▼

//! SurrealDB-backed group store
//!
//! Persists groups in the `club_group` table of an embedded SurrealDB instance.
//! The store only persists; derivation and hooks stay in the lifecycle layer.

use std::fmt::Debug;

use surrealdb::{Connection, Surreal};

use crate::storage::config::{SurrealDBConfig, SurrealDBEngine};
use crate::storage::errors::StorageError;

pub mod group;
pub mod schema;

/// Type alias for the embedded store
pub type EmbeddedGroupStore = SurrealGroupStore<surrealdb::engine::local::Db>;

/// Group store on top of a SurrealDB client
#[derive(Debug, Clone)]
pub struct SurrealGroupStore<C>
where
    C: Connection + Clone + Send + Sync + Debug + 'static,
{
    pub(crate) client: Surreal<C>,
    pub(crate) namespace: String,
    pub(crate) database: String,
}

impl<C> SurrealGroupStore<C>
where
    C: Connection + Clone + Send + Sync + Debug + 'static,
{
    /// Select namespace and database, then initialize the schema
    pub async fn new(
        client: Surreal<C>,
        namespace: &str,
        database: &str,
    ) -> Result<Self, StorageError> {
        client.use_ns(namespace).use_db(database).await.map_err(|e| {
            StorageError::Connection(format!("Failed to set namespace/database: {}", e))
        })?;

        schema::initialize_schema(&client).await?;

        Ok(Self {
            client,
            namespace: namespace.to_string(),
            database: database.to_string(),
        })
    }

    /// Get the underlying client for advanced operations
    pub fn client(&self) -> &Surreal<C> {
        &self.client
    }
}

/// Create an embedded store from configuration
pub async fn create_surreal_store(
    config: &SurrealDBConfig,
) -> Result<EmbeddedGroupStore, StorageError> {
    match config.engine {
        SurrealDBEngine::Memory => {
            tracing::info!("Creating SurrealDB group store with in-memory engine");
            let client = Surreal::new::<surrealdb::engine::local::Mem>(())
                .await
                .map_err(|e| {
                    StorageError::Connection(format!("Failed to create memory client: {}", e))
                })?;
            SurrealGroupStore::new(client, &config.namespace, &config.database).await
        }
        #[cfg(feature = "surrealdb-rocksdb")]
        SurrealDBEngine::RocksDB => {
            tracing::info!(
                "Creating SurrealDB group store with RocksDB engine at {}",
                config.connection
            );
            let client = Surreal::new::<surrealdb::engine::local::RocksDb>(config.connection.as_str())
                .await
                .map_err(|e| {
                    StorageError::Connection(format!("Failed to create RocksDB client: {}", e))
                })?;
            SurrealGroupStore::new(client, &config.namespace, &config.database).await
        }
        #[cfg(not(feature = "surrealdb-rocksdb"))]
        SurrealDBEngine::RocksDB => Err(StorageError::Configuration(
            "RocksDB engine requires the 'surrealdb-rocksdb' feature to be enabled".to_string(),
        )),
    }
}
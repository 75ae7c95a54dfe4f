//! Lifecycle hook engine
//!
//! - `phase`: per-kind phase state machine
//! - `derive`: search token derivation and post-update upkeep
//! - `emitter`: creation notification
//! - `cascade`: deletion cleanup seam (inert by default)
//! - `expansion`: read pre-hook seam (inert by default)
//! - `failure`: post-hook failure events and their broadcast channel
//! - `dispatcher`: the mutation enum and the dispatcher sequencing all of the above

pub mod cascade;
pub mod derive;
pub mod dispatcher;
pub mod emitter;
pub mod expansion;
pub mod failure;
pub mod phase;

pub use cascade::{CascadeError, CascadePolicy, InertCascade};
pub use derive::SearchTokenMaintainer;
pub use dispatcher::{DeleteScope, HookDispatcher, Mutation, MutationOutcome, UpdateScope};
pub use emitter::{CREATION_MESSAGE, CreationNotifier};
pub use expansion::{FindQuery, NoExpansion, ReferenceExpansion};
pub use failure::{FailureChannel, PostHookFailure};
pub use phase::{MutationKind, Phase, PhaseTracker};
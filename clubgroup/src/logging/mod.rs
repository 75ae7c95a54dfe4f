//! Structured logging setup.
//!
//! Installs a global `tracing` subscriber from [`LoggingConfig`]: pretty,
//! compact or JSON output, to stdout, a file, or both. `RUST_LOG` overrides the
//! configured level and directives when set.

#[cfg(test)]
mod tests;

use crate::config::{LogFormat, LogLevel, LoggingConfig};
use std::path::Path;
use std::sync::OnceLock;
use tracing::Level;
use tracing::level_filters::LevelFilter;
use tracing_appender::non_blocking::{NonBlocking, WorkerGuard};
use tracing_subscriber::EnvFilter;
use tracing_subscriber::fmt::MakeWriter;
use tracing_subscriber::fmt::writer::MakeWriterExt;

/// Keeps the file writer flushing for the life of the process
static FILE_GUARD: OnceLock<WorkerGuard> = OnceLock::new();

/// Error type for logging operations
#[derive(Debug)]
pub enum LogError {
    /// IO error occurred
    IoError(std::io::Error),

    /// Error parsing log level
    InvalidLogLevel(String),

    /// Filter directives could not be parsed
    InvalidDirectives(String),

    /// Error in subscriber setup
    SubscriberError(Box<dyn std::error::Error + Send + Sync>),
}

impl From<std::io::Error> for LogError {
    fn from(err: std::io::Error) -> Self {
        LogError::IoError(err)
    }
}

impl std::fmt::Display for LogError {
    fn fmt(&self, f: &mut std::fmt::Formatter<'_>) -> std::fmt::Result {
        match self {
            LogError::IoError(e) => write!(f, "IO error: {}", e),
            LogError::InvalidLogLevel(s) => write!(f, "Invalid log level: {}", s),
            LogError::InvalidDirectives(s) => write!(f, "Invalid filter directives: {}", s),
            LogError::SubscriberError(e) => write!(f, "Subscriber error: {}", e),
        }
    }
}

impl std::error::Error for LogError {}

/// Result type for logging operations
pub type Result<T> = std::result::Result<T, LogError>;

/// Initialize the logging system with the given configuration.
///
/// Returns `Ok(false)` without touching anything when a global subscriber is
/// already installed.
pub fn init(config: &LoggingConfig) -> Result<bool> {
    if tracing::dispatcher::has_been_set() {
        return Ok(false);
    }

    let filter = build_filter(config)?;

    match (&config.file, config.stdout) {
        (Some(path), true) => {
            let writer = create_non_blocking_file(path)?;
            install(config.format, filter, std::io::stdout.and(writer))?;
        }
        (Some(path), false) => {
            let writer = create_non_blocking_file(path)?;
            install(config.format, filter, writer)?;
        }
        (None, true) => install(config.format, filter, std::io::stdout)?,
        (None, false) => return Ok(false),
    }

    tracing::debug!(level = %config.level, format = ?config.format, "logging initialized");
    Ok(true)
}

/// Level and directives from the config, unless `RUST_LOG` is set
fn build_filter(config: &LoggingConfig) -> Result<EnvFilter> {
    if let Ok(env) = std::env::var(EnvFilter::DEFAULT_ENV)
        && !env.trim().is_empty()
    {
        return EnvFilter::try_new(&env).map_err(|e| LogError::InvalidDirectives(e.to_string()));
    }

    EnvFilter::builder()
        .with_default_directive(LevelFilter::from_level(to_level(config.level)).into())
        .parse(config.directives.as_deref().unwrap_or_default())
        .map_err(|e| LogError::InvalidDirectives(e.to_string()))
}

fn install<W>(format: LogFormat, filter: EnvFilter, writer: W) -> Result<()>
where
    W: for<'w> MakeWriter<'w> + Send + Sync + 'static,
{
    let builder = tracing_subscriber::fmt()
        .with_env_filter(filter)
        .with_writer(writer)
        .with_level(true)
        .with_target(true)
        .with_line_number(true);

    let result = match format {
        LogFormat::Json => builder.json().try_init(),
        LogFormat::Compact => builder.compact().try_init(),
        LogFormat::Pretty | LogFormat::Default => builder.pretty().try_init(),
    };

    result.map_err(LogError::SubscriberError)
}

/// Create a non-blocking file writer whose guard lives until process exit.
fn create_non_blocking_file(path: impl AsRef<Path>) -> Result<NonBlocking> {
    let path = path.as_ref();

    if let Some(parent) = path.parent()
        && !parent.as_os_str().is_empty()
        && !parent.exists()
    {
        std::fs::create_dir_all(parent)?;
    }

    let file_name = path
        .file_name()
        .ok_or_else(|| LogError::IoError(std::io::Error::other("log file path has no file name")))?;
    let directory = match path.parent() {
        Some(parent) if !parent.as_os_str().is_empty() => parent,
        _ => Path::new("."),
    };

    let file_appender = tracing_appender::rolling::never(directory, file_name);
    let (non_blocking, guard) = tracing_appender::non_blocking(file_appender);
    let _ = FILE_GUARD.set(guard);

    Ok(non_blocking)
}

fn to_level(level: LogLevel) -> Level {
    match level {
        LogLevel::Trace => Level::TRACE,
        LogLevel::Debug => Level::DEBUG,
        LogLevel::Info => Level::INFO,
        LogLevel::Warn => Level::WARN,
        LogLevel::Error => Level::ERROR,
    }
}

/// Parse a log level string into a LogLevel enum.
pub fn parse_log_level(level: &str) -> Result<LogLevel> {
    level.parse().map_err(|_| LogError::InvalidLogLevel(level.to_string()))
}

/// Convert a tracing::Level to a LogLevel enum.
pub fn level_to_log_level(level: Level) -> LogLevel {
    match level {
        Level::TRACE => LogLevel::Trace,
        Level::DEBUG => LogLevel::Debug,
        Level::INFO => LogLevel::Info,
        Level::WARN => LogLevel::Warn,
        Level::ERROR => LogLevel::Error,
    }
}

▲

**Task to carry out**
From the entries, copy out each line containing the word "match".

**Problem solution**
    match config.engine {
        match self {
    match (&config.file, config.stdout) {
    let result = match format {
    let directory = match path.parent() {
    match level {
    match level {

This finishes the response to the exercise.